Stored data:
- - -

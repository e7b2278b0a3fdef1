/*!
 * Lock-Free Singly-Linked List
 * Push-only stack with non-mutating traversal, modelled on the kernel llist
 */

use arc_swap::ArcSwapOption;
use std::sync::Arc;

struct Node<T> {
    value: T,
    next: Option<Arc<Node<T>>>,
}

/// Lock-free singly-linked list
///
/// - **Push**: CAS loop on the head (`rcu`), safe from any number of producers
/// - **Traversal**: walks an immutable snapshot starting at the head that
///   was current when the walk began. Items pushed afterwards are missed;
///   items never disappear from under a walker because nodes are refcounted.
/// - **Drain**: [`Llist::take_all`] detaches the whole chain atomically
///
/// Iteration order is newest first, like `llist_for_each_entry`.
pub struct Llist<T> {
    head: ArcSwapOption<Node<T>>,
}

impl<T> Llist<T> {
    /// Create an empty list
    pub fn new() -> Self {
        Self {
            head: ArcSwapOption::empty(),
        }
    }

    /// Push a value at the head
    ///
    /// Returns true if the list was empty before the push.
    pub fn push(&self, value: T) -> bool
    where
        T: Clone,
    {
        let prev = self.head.rcu(|head| {
            Some(Arc::new(Node {
                value: value.clone(),
                next: head.clone(),
            }))
        });
        prev.is_none()
    }

    /// Check if the list is empty (racy snapshot)
    #[inline]
    pub fn is_empty(&self) -> bool {
        self.head.load().is_none()
    }

    /// Count entries in the current snapshot
    pub fn len(&self) -> usize {
        self.iter_nodes().count()
    }

    /// Visit every value in the current snapshot, newest first
    pub fn for_each<F>(&self, mut f: F)
    where
        F: FnMut(&T),
    {
        for node in self.iter_nodes() {
            f(&node.value);
        }
    }

    fn iter_nodes(&self) -> NodeIter<T> {
        NodeIter {
            next: self.head.load_full(),
        }
    }
}

impl<T: Clone> Llist<T> {
    /// Iterate over clones of the values in the current snapshot
    pub fn iter(&self) -> impl Iterator<Item = T> {
        self.iter_nodes().map(|node| node.value.clone())
    }

    /// Detach the whole chain and return its values, oldest first
    pub fn take_all(&self) -> Vec<T> {
        let mut next = self.head.swap(None);
        let mut values = Vec::new();
        while let Some(node) = next {
            values.push(node.value.clone());
            next = node.next.clone();
        }
        values.reverse();
        values
    }
}

impl<T> Default for Llist<T> {
    fn default() -> Self {
        Self::new()
    }
}

impl<T> Drop for Llist<T> {
    fn drop(&mut self) {
        // Unlink iteratively so long chains don't recurse through Arc drops
        let mut next = self.head.swap(None);
        while let Some(node) = next {
            next = match Arc::try_unwrap(node) {
                Ok(mut n) => n.next.take(),
                Err(_) => None,
            };
        }
    }
}

impl<T> std::fmt::Debug for Llist<T> {
    fn fmt(&self, f: &mut std::fmt::Formatter<'_>) -> std::fmt::Result {
        f.debug_struct("Llist").field("len", &self.len()).finish()
    }
}

struct NodeIter<T> {
    next: Option<Arc<Node<T>>>,
}

impl<T> Iterator for NodeIter<T> {
    type Item = Arc<Node<T>>;

    fn next(&mut self) -> Option<Self::Item> {
        let node = self.next.take()?;
        self.next = node.next.clone();
        Some(node)
    }
}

- - -

TASK ITEM: Exact reproduction is required: output the lines from the start of the entries above through the line with "nodes are refcounted.".

PROBLEM SOLUTION:
repository e7b2278b0a3fdef1
/*!
 * Lock-Free Singly-Linked List
 * Push-only stack with non-mutating traversal, modelled on the kernel llist
 */

use arc_swap::ArcSwapOption;
use std::sync::Arc;

struct Node<T> {
    value: T,
    next: Option<Arc<Node<T>>>,
}

/// Lock-free singly-linked list
///
/// - **Push**: CAS loop on the head (`rcu`), safe from any number of producers
/// - **Traversal**: walks an immutable snapshot starting at the head that
///   was current when the walk began. Items pushed afterwards are missed;
///   items never disappear from under a walker because nodes are refcounted.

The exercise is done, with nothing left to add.